Bobs Farm is a sparsely populated rural suburb of the Port Stephens local government area in the Hunter Region of New South Wales, Australia. It is on the main road between Newcastle and Nelson Bay and is home to a number of small, boutique style vineyards and wineries and a thriving aquaculture industry. Bobs Farm Public School on Marsh Road is a co-educational government primary school which was established in 1918.

== History ==
The Worimi people are the traditional owners of the Port Stephens area. The area was named after a guy named Bob.

=== Timorese internment ===
Contrary to the law, civilians who had been evacuated from the colony of Portuguese Timor to escape the Japanese invaders were interned in the former military camp at Bobs Farm during the Second World War.
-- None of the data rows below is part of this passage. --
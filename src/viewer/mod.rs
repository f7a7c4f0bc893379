// SPDX-License-Identifier: Apache-2.0
// Copyright (c) 2025 Polyframe Inc.

//! Interactive viewer - egui window painting CPU-shaded meshes

mod app;
mod camera;
mod render;
mod scene;

pub use app::ViewerApp;
pub use camera::TrackballCamera;
pub use render::{paint_scene, shade};
pub use scene::{Actor, Scene, DEFAULT_COLOR};

use crate::error::{MeshBoolError, Result};
use crate::geometry::Mesh;
use egui::Color32;
use tracing::debug;

/// Window settings
#[derive(Debug, Clone, PartialEq)]
pub struct ViewerOptions {
    pub title: String,
    pub width: f32,
    pub height: f32,
    pub background: Color32,
}

impl Default for ViewerOptions {
    fn default() -> Self {
        Self {
            title: "meshbool".to_string(),
            width: 1024.0,
            height: 768.0,
            background: Color32::from_rgb(30, 30, 36),
        }
    }
}

/// Open a window showing `meshes` and block until it is closed.
/// `colors[i]` colours mesh `i`; meshes without one render white.
pub fn show(meshes: Vec<Mesh>, colors: &[Color32], options: &ViewerOptions) -> Result<()> {
    let scene = Scene::from_meshes(meshes, colors);
    debug!(
        actors = scene.actors().len(),
        triangles = scene.triangle_count(),
        "starting viewer"
    );

    let viewport = egui::ViewportBuilder::default()
        .with_title(options.title.clone())
        .with_inner_size([options.width, options.height]);
    let native_options = eframe::NativeOptions {
        viewport,
        ..Default::default()
    };

    let background = options.background;
    eframe::run_native(
        &options.title,
        native_options,
        Box::new(move |_cc| Ok(Box::new(ViewerApp::new(scene, background)))),
    )
    .map_err(|e| MeshBoolError::Viewer(e.to_string()))
}
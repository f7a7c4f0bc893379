// SPDX-License-Identifier: Apache-2.0
// Copyright (c) 2025 Polyframe Inc.

//! eframe application hosting the 3D view

use super::{render, Scene, TrackballCamera};
use egui::{Align2, Color32, FontId, Key, PointerButton, Rect, Response, Sense};

const WHEEL_ZOOM: f64 = 1.1;
/// Zoom factor exponent per pixel of right-button drag
const DRAG_ZOOM: f64 = 0.01;

pub struct ViewerApp {
    scene: Scene,
    camera: TrackballCamera,
    background: Color32,
}

impl ViewerApp {
    pub fn new(scene: Scene, background: Color32) -> Self {
        let camera = TrackballCamera::fit(&scene.bounding_box());
        Self {
            scene,
            camera,
            background,
        }
    }

    fn handle_input(&mut self, response: &Response, viewport: Rect) {
        if response.dragged_by(PointerButton::Primary) {
            self.camera.rotate(response.drag_delta());
        }
        if response.dragged_by(PointerButton::Secondary) {
            self.camera
                .zoom((response.drag_delta().y as f64 * DRAG_ZOOM).exp());
        }
        if response.dragged_by(PointerButton::Middle) {
            self.camera.pan(response.drag_delta(), viewport);
        }

        if response.hovered() {
            let scroll = response.ctx.input(|i| i.raw_scroll_delta.y);
            if scroll > 0.0 {
                self.camera.zoom(1.0 / WHEEL_ZOOM);
            } else if scroll < 0.0 {
                self.camera.zoom(WHEEL_ZOOM);
            }
        }

        if response.ctx.input(|i| i.key_pressed(Key::R)) {
            self.camera.reset();
        }
    }
}

impl eframe::App for ViewerApp {
    fn update(&mut self, ctx: &egui::Context, _frame: &mut eframe::Frame) {
        egui::CentralPanel::default()
            .frame(egui::Frame::default().fill(self.background))
            .show(ctx, |ui| {
                let (viewport, response) =
                    ui.allocate_exact_size(ui.available_size(), Sense::click_and_drag());
                self.handle_input(&response, viewport);

                let painter = ui.painter_at(viewport);
                painter.add(egui::Shape::mesh(render::paint_scene(
                    &self.scene,
                    &self.camera,
                    viewport,
                )));

                let status = if self.scene.is_empty() {
                    "empty result".to_string()
                } else {
                    format!("{} triangles", self.scene.triangle_count())
                };
                painter.text(
                    viewport.left_bottom() + egui::vec2(8.0, -8.0),
                    Align2::LEFT_BOTTOM,
                    format!("{status}  |  rotate: left  zoom: right/wheel  pan: middle  reset: R"),
                    FontId::monospace(12.0),
                    Color32::GRAY,
                );
            });
    }
}
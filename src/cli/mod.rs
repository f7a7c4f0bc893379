// SPDX-License-Identifier: Apache-2.0
// Copyright (c) 2025 Polyframe Inc.

//! CLI subsystem for meshbool

pub mod reporter;

pub use reporter::Reporter;
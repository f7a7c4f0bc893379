// SPDX-License-Identifier: Apache-2.0
// Copyright (c) 2025 Polyframe Inc.

//! meshbool CLI

use anyhow::{Context, Result};
use clap::Parser;
use meshbool::cli::Reporter;
use meshbool::{BooleanOp, Config, PipelineBuilder};
use std::path::PathBuf;
use std::time::Instant;
use tracing_subscriber::EnvFilter;

#[derive(Parser)]
#[command(name = "meshbool")]
#[command(version)]
#[command(about = "Combine an STL/PLY mesh with a sphere sized from its bounding box", long_about = None)]
struct Cli {
    /// Input mesh (.stl or .ply)
    #[arg(value_name = "FILE")]
    input: PathBuf,

    /// Boolean operation: union, intersection or difference
    #[arg(short = 'o', long)]
    operation: Option<String>,

    /// Skip the repair stage
    #[arg(long)]
    no_repair: bool,

    /// Also remove self-intersections during repair
    #[arg(long)]
    clean: bool,

    /// Only fill holes with at most N boundary edges (0 fills all)
    #[arg(long, value_name = "N")]
    max_hole_edges: Option<usize>,

    /// Sphere radius as a fraction of the bounding box diagonal
    #[arg(long, value_name = "F")]
    scale: Option<f64>,

    /// Write the result mesh (.stl or .ply)
    #[arg(long, value_name = "FILE")]
    output: Option<PathBuf>,

    /// Write a JSON run summary
    #[arg(long, value_name = "FILE")]
    summary: Option<PathBuf>,

    /// Do not open the viewer
    #[arg(long)]
    no_view: bool,

    /// Config file (defaults to ./meshbool.toml when present)
    #[arg(long, value_name = "FILE")]
    config: Option<PathBuf>,

    /// Verbose output
    #[arg(short, long)]
    verbose: bool,
}

fn main() {
    let cli = Cli::parse();
    init_tracing(cli.verbose);

    if let Err(err) = run(&cli) {
        Reporter::report_error(&format!("{:#}", err));
        std::process::exit(1);
    }
}

fn init_tracing(verbose: bool) {
    let filter = EnvFilter::try_from_default_env()
        .unwrap_or_else(|_| EnvFilter::new(if verbose { "meshbool=debug" } else { "warn" }));
    tracing_subscriber::fmt()
        .with_env_filter(filter)
        .with_writer(std::io::stderr)
        .init();
}

fn run(cli: &Cli) -> Result<()> {
    let config = load_config(cli)?;

    let mut builder =
        PipelineBuilder::from_config(&cli.input, &config).on_repair(Reporter::report_repair);
    if let Some(bar) = Reporter::spinner(cli.verbose) {
        builder = builder.progress(bar);
    }
    let pipeline = builder.build()?;

    let start = Instant::now();
    let output = pipeline
        .execute()
        .with_context(|| format!("Failed to process {}", cli.input.display()))?;
    Reporter::report_run(&cli.input, pipeline.operation(), &output, start.elapsed());

    if let Some(path) = &config.output {
        Reporter::success(&format!("Result written to {}", path.display()));
    }
    if let Some(path) = &config.summary {
        Reporter::report_info(&format!("Summary written to {}", path.display()));
    }
    if output.result.is_empty() {
        Reporter::report_warning("The boolean operation produced an empty mesh");
    }

    pipeline.show(&output)?;
    Ok(())
}

/// File or defaults, then `MESHBOOL_*` variables, then flags
fn load_config(cli: &Cli) -> Result<Config> {
    let mut config = match &cli.config {
        Some(path) => {
            let mut config = Config::from_file(path)?;
            config.apply_overrides(|key| std::env::var(key).ok())?;
            config
        }
        None => Config::load()?,
    };

    if let Some(operation) = &cli.operation {
        config.operation = operation.parse::<BooleanOp>()?;
    }
    if cli.no_repair {
        config.repair.enabled = false;
    }
    if cli.clean {
        config.repair.options.clean = true;
    }
    if let Some(max_edges) = cli.max_hole_edges {
        config.repair.options.max_hole_edges = max_edges;
    }
    if let Some(scale) = cli.scale {
        config.sphere.scale = scale;
    }
    if cli.output.is_some() {
        config.output = cli.output.clone();
    }
    if cli.summary.is_some() {
        config.summary = cli.summary.clone();
    }
    if cli.no_view {
        config.viewer.enabled = false;
    }

    config.validate()?;
    Ok(config)
}
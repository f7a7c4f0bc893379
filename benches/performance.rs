// SPDX-License-Identifier: Apache-2.0
// Copyright (c) 2025 Polyframe Inc.

//! Performance benchmarks

use criterion::{black_box, criterion_group, criterion_main, BenchmarkId, Criterion};
use meshbool::geometry::{Primitive, SphereSource};
use meshbool::{combine, repair, BooleanOp, RepairOptions};
use nalgebra::{Point3, Vector3};

fn bench_sphere(c: &mut Criterion) {
    let mut group = c.benchmark_group("sphere");

    for resolution in [8u32, 32, 64] {
        group.bench_with_input(
            BenchmarkId::from_parameter(resolution),
            &resolution,
            |b, &resolution| {
                b.iter(|| {
                    SphereSource::new(Point3::origin(), black_box(1.0))
                        .with_resolution(resolution, resolution)
                        .to_mesh()
                        .unwrap()
                });
            },
        );
    }

    group.finish();
}

fn bench_boolean_ops(c: &mut Criterion) {
    let mut group = c.benchmark_group("boolean_ops");

    let cube = Primitive::cube(Vector3::new(2.0, 2.0, 2.0), true)
        .to_mesh()
        .unwrap();
    // Poking through one face so every operation has to split
    let sphere = SphereSource::new(Point3::new(1.0, 0.0, 0.0), 0.8)
        .to_mesh()
        .unwrap();

    for op in BooleanOp::ALL {
        group.bench_function(op.name(), |b| {
            b.iter(|| combine(black_box(&cube), black_box(&sphere), op).unwrap());
        });
    }

    group.finish();
}

fn bench_repair(c: &mut Criterion) {
    let mut group = c.benchmark_group("repair");

    let mut open = SphereSource::new(Point3::origin(), 1.0)
        .with_resolution(32, 32)
        .to_mesh()
        .unwrap();
    open.triangles.retain(|t| !t.indices.contains(&0));

    group.bench_function("fill_holes", |b| {
        b.iter(|| repair(black_box(&open), &RepairOptions::default()).unwrap());
    });

    let cleaning = RepairOptions {
        clean: true,
        ..RepairOptions::default()
    };
    group.bench_function("fill_and_clean", |b| {
        b.iter(|| repair(black_box(&open), &cleaning).unwrap());
    });

    group.finish();
}

criterion_group!(benches, bench_sphere, bench_boolean_ops, bench_repair);
criterion_main!(benches);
They had supported the Allies in the Battle of Timor. Even official Australian sources describe the living conditions in the camp as harsh.

==Geography==
Bobs Farm is the first suburb of the Tomaree Peninsula when travelling towards Nelson Bay. It is bounded on the north almost entirely by Tilligerry Creek. A small part at the north-eastern end of the northern border meets Port Stephens. The southern border is occupied entirely by Stockton Beach.

==Demographics==
Most of the suburb's population lies along the two main roads in the area, Marsh Road and Nelson Bay Road. Tin City, a collection of squatters shacks, is built on Stockton Beach near the border between Bobs Farm and Salt Ash.

==Aquaculture industry==
Bobs Farm is the centre of a thriving, environmentally friendly, aquaculture industry that exports technology. In 2007 pioneering aquaculture technology, based around a recirculating system that is the only one in the world to provide consistent reproduction, was sold for the creation of six farms in the United States. As of 2007, discussions were in progress with companies in Africa, the Middle East, Europe and Asia. An education and tourism centre was constructed at the site of Tailor Made Fish Farms in 2007. In addition to it being environmentally friendly and providing consistent results, the technology developed at Bobs Farm is expected to reduce capitalisation costs.